▶ **WORK ITEM**
Every line holding the string "unwrap" should be copied out of the listing.

*** DATASET EXTRACT Section Begins ***

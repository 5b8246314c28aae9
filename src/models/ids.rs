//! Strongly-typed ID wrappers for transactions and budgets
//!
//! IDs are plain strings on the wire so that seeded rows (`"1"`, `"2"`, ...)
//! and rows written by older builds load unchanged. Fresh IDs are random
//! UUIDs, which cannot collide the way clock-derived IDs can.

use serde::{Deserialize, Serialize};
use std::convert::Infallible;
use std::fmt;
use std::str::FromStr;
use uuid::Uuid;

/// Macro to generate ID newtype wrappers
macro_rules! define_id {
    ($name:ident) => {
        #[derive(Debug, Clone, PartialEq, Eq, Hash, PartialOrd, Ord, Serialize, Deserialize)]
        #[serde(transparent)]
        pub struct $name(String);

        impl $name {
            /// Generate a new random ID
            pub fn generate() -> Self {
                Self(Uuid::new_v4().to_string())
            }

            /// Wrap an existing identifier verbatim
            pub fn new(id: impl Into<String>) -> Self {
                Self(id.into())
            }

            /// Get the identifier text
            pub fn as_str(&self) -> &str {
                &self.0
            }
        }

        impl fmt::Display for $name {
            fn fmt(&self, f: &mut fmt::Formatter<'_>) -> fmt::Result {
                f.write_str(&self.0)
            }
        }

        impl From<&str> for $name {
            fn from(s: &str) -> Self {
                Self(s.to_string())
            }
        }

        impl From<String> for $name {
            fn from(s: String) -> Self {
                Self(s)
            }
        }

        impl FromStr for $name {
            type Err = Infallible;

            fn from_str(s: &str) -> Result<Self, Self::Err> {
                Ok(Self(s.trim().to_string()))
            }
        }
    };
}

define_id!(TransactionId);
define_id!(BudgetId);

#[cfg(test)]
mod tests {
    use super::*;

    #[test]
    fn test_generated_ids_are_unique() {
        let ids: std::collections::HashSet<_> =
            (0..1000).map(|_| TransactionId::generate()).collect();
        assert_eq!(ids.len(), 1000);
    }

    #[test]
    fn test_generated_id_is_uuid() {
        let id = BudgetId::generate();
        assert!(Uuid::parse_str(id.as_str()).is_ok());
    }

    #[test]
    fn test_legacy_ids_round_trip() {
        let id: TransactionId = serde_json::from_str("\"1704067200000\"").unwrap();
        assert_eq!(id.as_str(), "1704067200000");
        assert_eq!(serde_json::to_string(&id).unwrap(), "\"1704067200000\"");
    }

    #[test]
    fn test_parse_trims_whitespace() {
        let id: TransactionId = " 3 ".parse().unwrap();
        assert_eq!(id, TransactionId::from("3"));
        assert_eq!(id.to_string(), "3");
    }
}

*** DATASET EXTRACT Section Ends ***

▶ **FINISHED EXERCISE**
        let id: TransactionId = serde_json::from_str("\"1704067200000\"").unwrap();
        assert_eq!(serde_json::to_string(&id).unwrap(), "\"1704067200000\"");
        let id: TransactionId = " 3 ".parse().unwrap();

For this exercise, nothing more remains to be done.